Chief Judge FLETCHER concurs.

. Department of the Army Pamphlet 27-2, Analysis of Contents, Manual for Courts-Martial, United States, 1969 (Rev.), at 15-1.

. Id.

. In United States v. Care, 18 U.S.C.M.A. 535, 538, 40 C.M.R. 247, 250 (1969), the Court reiterated Chancelor’s observations on the consequence of a trial record of the accused’s own “admission of factual guilt.” See also United *138States v. Dusenberry, 23 U.S.C.M.A. 287, 291, 49 C.M.R. 536, 540 (1975). Cf. Article 73, Uniform Code of Military Justice, 10 U.S.C. § 873, which authorizes a petition for new trial on the ground of “newly discovered evidence.”

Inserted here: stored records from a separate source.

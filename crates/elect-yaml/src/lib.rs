//! Canonical YAML I/O for the elect toolkit.
//!
//! Source files are YAML documents with a `_meta` header declaring their
//! [`FileType`](elect_core::FileType). This crate reads them, writes them
//! back in one canonical form, and rewrites ("normalizes") the files that
//! tooling is allowed to touch.
//!
//! # Overview
//!
//! - [`YamlEmitter`]: block-style serializer with an injected [`ScalarStyleRule`]
//! - [`YamlDocument`]: a top-level mapping plus its `_meta` header logic
//! - [`DocumentWriter`]: writes documents with a refreshed header and normalizes files
//!
//! # Example
//!
//! ```ignore
//! use elect_yaml::{DocumentWriter, NormalizeOutcome};
//! use camino::Utf8Path;
//!
//! let writer = DocumentWriter::default();
//! match writer.normalize(Utf8Path::new("pre_data/offices.yaml"))? {
//!     NormalizeOutcome::Rewritten(_) => println!("normalized"),
//!     NormalizeOutcome::Skipped(file_type) => println!("left alone ({file_type})"),
//! }
//! ```

#![deny(clippy::all)]
#![warn(missing_docs)]

mod document;
mod emitter;
mod error;

pub use document::{
    DocumentWriter, KEY_FILE_TYPE, KEY_FILE_TYPE_COMMENT, KEY_META, KEY_META_COMMENTS,
    NormalizeOutcome, YamlDocument, is_file_normalizable, read, read_value,
};
pub use emitter::{ScalarStyle, ScalarStyleRule, YamlEmitter, literal_for_multiline};
pub use error::YamlError;
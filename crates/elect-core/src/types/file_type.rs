//! File type tags.
//!
//! Every YAML source file declares a [`FileType`] in its `_meta` header. The
//! tag decides which warning comment is written into the header and whether
//! the normalizer may rewrite the file.

use std::fmt;
use std::str::FromStr;

use serde::{Deserialize, Serialize};

use crate::error::SchemaError;

/// Warning written into the header of auto-generated files.
const AUTO_GENERATED_COMMENT: &str =
    "WARNING: this file is auto-generated. Do not edit it by hand; changes will be overwritten.";

/// Warning written into the header of auto-updated files.
const AUTO_UPDATED_COMMENT: &str = "WARNING: this file is auto-updated. \
     Hand edits are kept, but the file is re-serialized in canonical form.";

/// The `_meta._type` tag of a YAML source file.
///
/// # Examples
///
/// ```
/// use elect_core::FileType;
///
/// let file_type: FileType = "auto_generated".parse().unwrap();
/// assert!(file_type.is_normalizable());
/// assert!(!FileType::Manual.is_normalizable());
/// ```
#[derive(Debug, Clone, Copy, PartialEq, Eq, Hash, Serialize, Deserialize)]
#[serde(rename_all = "snake_case")]
pub enum FileType {
    /// Written by hand; never rewritten by tooling.
    Manual,

    /// Produced entirely by tooling.
    AutoGenerated,

    /// Hand-maintained but periodically rewritten by tooling.
    AutoUpdated,
}

impl FileType {
    /// All file types, in declaration order.
    pub const ALL: [Self; 3] = [Self::Manual, Self::AutoGenerated, Self::AutoUpdated];

    /// Returns the tag as written in YAML.
    ///
    /// # Examples
    ///
    /// ```
    /// use elect_core::FileType;
    ///
    /// assert_eq!(FileType::AutoUpdated.as_str(), "auto_updated");
    /// ```
    #[inline]
    #[must_use]
    pub const fn as_str(self) -> &'static str {
        match self {
            Self::Manual => "manual",
            Self::AutoGenerated => "auto_generated",
            Self::AutoUpdated => "auto_updated",
        }
    }

    /// Returns the fixed warning comment for this type, if it has one.
    #[inline]
    #[must_use]
    pub const fn comment(self) -> Option<&'static str> {
        match self {
            Self::Manual => None,
            Self::AutoGenerated => Some(AUTO_GENERATED_COMMENT),
            Self::AutoUpdated => Some(AUTO_UPDATED_COMMENT),
        }
    }

    /// Returns `true` if tooling may rewrite files of this type.
    ///
    /// This is a whitelist: only the two automatic types qualify.
    #[inline]
    #[must_use]
    pub const fn is_normalizable(self) -> bool {
        matches!(self, Self::AutoGenerated | Self::AutoUpdated)
    }
}

impl fmt::Display for FileType {
    fn fmt(&self, f: &mut fmt::Formatter<'_>) -> fmt::Result {
        f.write_str(self.as_str())
    }
}

impl FromStr for FileType {
    type Err = SchemaError;

    fn from_str(s: &str) -> Result<Self, Self::Err> {
        Self::ALL
            .into_iter()
            .find(|file_type| file_type.as_str() == s)
            .ok_or_else(|| SchemaError::UnknownFileType(s.to_owned()))
    }
}

#[cfg(test)]
mod tests {
    use super::*;

    #[test]
    fn test_parse_round_trips_every_type() {
        for file_type in FileType::ALL {
            assert_eq!(file_type.as_str().parse::<FileType>().unwrap(), file_type);
        }
    }

    #[test]
    fn test_parse_unknown() {
        let err = "handmade".parse::<FileType>().unwrap_err();
        assert_eq!(err, SchemaError::UnknownFileType("handmade".to_owned()));
    }

    #[test]
    fn test_is_normalizable() {
        assert!(!FileType::Manual.is_normalizable());
        assert!(FileType::AutoGenerated.is_normalizable());
        assert!(FileType::AutoUpdated.is_normalizable());
    }

    #[test]
    fn test_comments_are_distinct() {
        assert!(FileType::Manual.comment().is_none());
        let generated = FileType::AutoGenerated.comment().unwrap();
        let updated = FileType::AutoUpdated.comment().unwrap();
        assert_ne!(generated, updated);
        assert!(!generated.contains('\n'));
        assert!(!updated.contains('\n'));
    }

    #[test]
    fn test_serialization() {
        assert_eq!(
            serde_json::to_string(&FileType::AutoGenerated).unwrap(),
            r#""auto_generated""#
        );
        let file_type: FileType = serde_json::from_str(r#""manual""#).unwrap();
        assert_eq!(file_type, FileType::Manual);
    }
}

. The Government and the Court of Military Review responded on the merits to the accused’s contention. We are fully in accord with the American Bar Association Standards Relating to Pleas of Guilty, which indicate that a plea of guilty may be withdrawn after conviction “to correct a manifest injustice.” Id. § 2.1 (1968). With this standard in mind, we are satisfied that the accused’s plea of guilty was the product of a reasoned assessment, with the assistance of defense counsel, of the strength of the evidence of guilt against him. In the circumstances disclosed by the record, what this Court said in United States v. Dusenberry, 23 U.S.C.M.A. 287, 291, 49 C.M.R. 536, 540 (1975), is appropriate:
Unless an accused can allege and prove serious derelictions on the part of his counsel sufficient to show that his plea was not a knowing and intelligent act, he is bound by either his own or his attorney’s assessment of the law and facts when he admits his guilt by his plea.